Indeed, in “The Columbine Effect,” Mother Jones magazine found that “the nation’s deadliest high school shooting has inspired at least 74 plots or attacks across 30 states.”

What is it that drives these mass murderers? What can stop them? And how might their crimes be prevented?

It’s been said that a man ascending the gallows no longer has fear of anything on earth. Clearly, since most mass murderers are suicidal—whether they do it themselves or commit “suicide by cop”—no law can stop them, any more than it can stop a suicide bomber.
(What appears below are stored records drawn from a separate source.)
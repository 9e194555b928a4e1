//! Database module for persistent storage.
//!
//! Uses rusqlite (SQLite) with a thread-safe `Database` handle.
//! All access is serialized through a `Mutex<Connection>`, which also makes
//! every conditional `UPDATE` issued through it atomic with respect to the
//! other users of the handle.

use std::path::{Path, PathBuf};
use std::sync::{Arc, Mutex};

use rusqlite::{Connection, Transaction};

pub mod audit_repo;
pub mod error;
pub mod job_repo;
pub mod migrations;

pub use error::DatabaseError;

/// Thread-safe database handle wrapping a single rusqlite connection.
///
/// Cloning is cheap (inner `Arc`). WAL mode is enabled so external status
/// queries from other processes can read while the migrator writes.
#[derive(Clone)]
pub struct Database {
    conn: Arc<Mutex<Connection>>,
}

impl Database {
    /// Opens (or creates) the database at the given path and runs all
    /// pending migrations.
    pub fn open(path: &Path) -> Result<Self, DatabaseError> {
        if let Some(parent) = path.parent() {
            std::fs::create_dir_all(parent).map_err(|e| DatabaseError::Io {
                path: parent.to_path_buf(),
                source: e,
            })?;
        }

        let conn = Connection::open(path)?;
        conn.execute_batch(
            "PRAGMA journal_mode=WAL; PRAGMA foreign_keys=ON; PRAGMA busy_timeout=5000;",
        )?;

        migrations::run_all(&conn)?;

        log::info!("Database opened at {}", path.display());

        Ok(Self {
            conn: Arc::new(Mutex::new(conn)),
        })
    }

    /// Opens an in-memory database for testing. Runs all migrations.
    pub fn open_in_memory() -> Result<Self, DatabaseError> {
        let conn = Connection::open_in_memory()?;
        conn.execute_batch("PRAGMA foreign_keys=ON;")?;

        migrations::run_all(&conn)?;

        Ok(Self {
            conn: Arc::new(Mutex::new(conn)),
        })
    }

    /// Provides locked access to the underlying connection.
    pub fn with_conn<F, T>(&self, f: F) -> Result<T, DatabaseError>
    where
        F: FnOnce(&Connection) -> Result<T, DatabaseError>,
    {
        let conn = self.conn.lock().map_err(|_| DatabaseError::LockPoisoned)?;
        f(&conn)
    }

    /// Runs `f` inside a transaction. Commits on `Ok`, rolls back on `Err`.
    pub fn with_tx<F, T>(&self, f: F) -> Result<T, DatabaseError>
    where
        F: FnOnce(&Transaction<'_>) -> Result<T, DatabaseError>,
    {
        let mut conn = self.conn.lock().map_err(|_| DatabaseError::LockPoisoned)?;
        let tx = conn.transaction()?;
        let value = f(&tx)?;
        tx.commit()?;
        Ok(value)
    }
}

/// Returns the canonical database path: `~/.csv-migrator/data/migrator.db`.
pub fn default_database_path() -> Option<PathBuf> {
    dirs::home_dir().map(|h| h.join(".csv-migrator").join("data").join("migrator.db"))
}

/// Current time in the fixed-width RFC 3339 form used by every table.
///
/// Fixed width keeps lexicographic order equal to chronological order,
/// which the FIFO dispatch query relies on.
pub(crate) fn now_timestamp() -> String {
    chrono::Utc::now().to_rfc3339_opts(chrono::SecondsFormat::Micros, true)
}
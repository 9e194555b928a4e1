//! In-process sink for tests and dry runs, with failure injection.

use std::collections::{HashMap, HashSet};
use std::sync::atomic::{AtomicUsize, Ordering};
use std::sync::{Arc, Mutex};
use std::time::Duration;

use async_trait::async_trait;

use super::{
    document_key, BulkInsertReport, Document, DocumentSink, InsertFailure, InsertFailureKind,
    SinkError,
};

type RecordPredicate = Arc<dyn Fn(&Document) -> bool + Send + Sync>;

#[derive(Default)]
struct Faults {
    /// Documents matching this fail with a non-duplicate error.
    reject: Option<(RecordPredicate, String)>,
    /// Remaining batches that fail as a whole.
    unavailable_batches: usize,
    delay: Option<Duration>,
}

/// Keeps documents in memory, keyed like [`super::SqliteDocumentSink`].
#[derive(Clone, Default)]
pub struct MemorySink {
    key_fields: Vec<String>,
    collections: Arc<Mutex<HashMap<String, HashMap<String, Document>>>>,
    faults: Arc<Mutex<Faults>>,
    batches: Arc<AtomicUsize>,
}

impl MemorySink {
    pub fn new(key_fields: Vec<String>) -> Self {
        Self {
            key_fields,
            ..Default::default()
        }
    }

    /// Makes every document matching `predicate` fail with `message`.
    pub fn reject_where<F>(&self, predicate: F, message: &str)
    where
        F: Fn(&Document) -> bool + Send + Sync + 'static,
    {
        if let Ok(mut faults) = self.faults.lock() {
            faults.reject = Some((Arc::new(predicate), message.to_string()));
        }
    }

    /// Makes the next `batches` calls fail as a whole.
    pub fn fail_next_batches(&self, batches: usize) {
        if let Ok(mut faults) = self.faults.lock() {
            faults.unavailable_batches = batches;
        }
    }

    /// Delays every batch, to simulate a slow destination.
    pub fn set_delay(&self, delay: Option<Duration>) {
        if let Ok(mut faults) = self.faults.lock() {
            faults.delay = delay;
        }
    }

    /// Removes all injected faults.
    pub fn heal(&self) {
        if let Ok(mut faults) = self.faults.lock() {
            *faults = Faults::default();
        }
    }

    /// Number of `insert_unordered` calls so far.
    pub fn batch_count(&self) -> usize {
        self.batches.load(Ordering::SeqCst)
    }

    /// Keys stored in `collection`.
    pub fn keys(&self, collection: &str) -> HashSet<String> {
        self.collections
            .lock()
            .ok()
            .and_then(|c| c.get(collection).map(|docs| docs.keys().cloned().collect()))
            .unwrap_or_default()
    }

    /// Copies of the documents stored in `collection`, in no particular order.
    pub fn documents(&self, collection: &str) -> Vec<Document> {
        self.collections
            .lock()
            .ok()
            .and_then(|c| c.get(collection).map(|docs| docs.values().cloned().collect()))
            .unwrap_or_default()
    }

    /// Pre-populates a collection, as if an earlier run had inserted these documents.
    pub fn seed(&self, collection: &str, documents: Vec<Document>) {
        if let Ok(mut collections) = self.collections.lock() {
            let stored = collections.entry(collection.to_string()).or_default();
            for document in documents {
                if let Ok(key) = document_key(&document, &self.key_fields) {
                    stored.insert(key, document);
                }
            }
        }
    }
}

#[async_trait]
impl DocumentSink for MemorySink {
    async fn insert_unordered(
        &self,
        collection: &str,
        documents: Vec<Document>,
    ) -> Result<BulkInsertReport, SinkError> {
        self.batches.fetch_add(1, Ordering::SeqCst);

        let (delay, reject) = {
            let mut faults = self
                .faults
                .lock()
                .map_err(|_| SinkError::Unavailable("fault state poisoned".into()))?;
            if faults.unavailable_batches > 0 {
                faults.unavailable_batches -= 1;
                return Err(SinkError::Unavailable("injected outage".into()));
            }
            (faults.delay, faults.reject.clone())
        };

        if let Some(delay) = delay {
            tokio::time::sleep(delay).await;
        }

        let mut collections = self
            .collections
            .lock()
            .map_err(|_| SinkError::Unavailable("collection state poisoned".into()))?;
        let stored = collections.entry(collection.to_string()).or_default();
        let mut report = BulkInsertReport::default();

        for (index, document) in documents.into_iter().enumerate() {
            if let Some((ref predicate, ref message)) = reject {
                if predicate(&document) {
                    report.failures.push(InsertFailure {
                        index,
                        kind: InsertFailureKind::Other(message.clone()),
                    });
                    continue;
                }
            }

            let key = match document_key(&document, &self.key_fields) {
                Ok(key) => key,
                Err(e) => {
                    report.failures.push(InsertFailure {
                        index,
                        kind: e.into(),
                    });
                    continue;
                }
            };
            if stored.contains_key(&key) {
                report.failures.push(InsertFailure {
                    index,
                    kind: InsertFailureKind::DuplicateKey,
                });
            } else {
                stored.insert(key, document);
                report.inserted += 1;
            }
        }
        Ok(report)
    }

    async fn count(&self, collection: &str) -> Result<u64, SinkError> {
        Ok(self.keys(collection).len() as u64)
    }
}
The only thing that can, and does, stop them is by meeting force with force in the form of a “good guy with a gun.”

But could these unstable, dangerous, disturbed and psychotic individuals possibly be “kept on the ledge” by not offering them the reward—in the form of endless attention, infamy and “worst-ever” status—that they crave so much?

One fact is sure: The media’s breathless, relentless coverage of mass murders—and their insistence upon naming the killers, picturing them in their most provocative poses, parsing their manifestoes and endlessly analyzing their every gripe against society in excruciating detail—isn’t working.

If anything, it’s only pouring gasoline into a fire.

For the mainstream media to do so simply to win ratings, to reap the advertising dollars that follow, and to advance the anti-gun policies they so clearly support—at the cost of innocent lives and freedoms lost—may be the most despicable and destructive crime of all.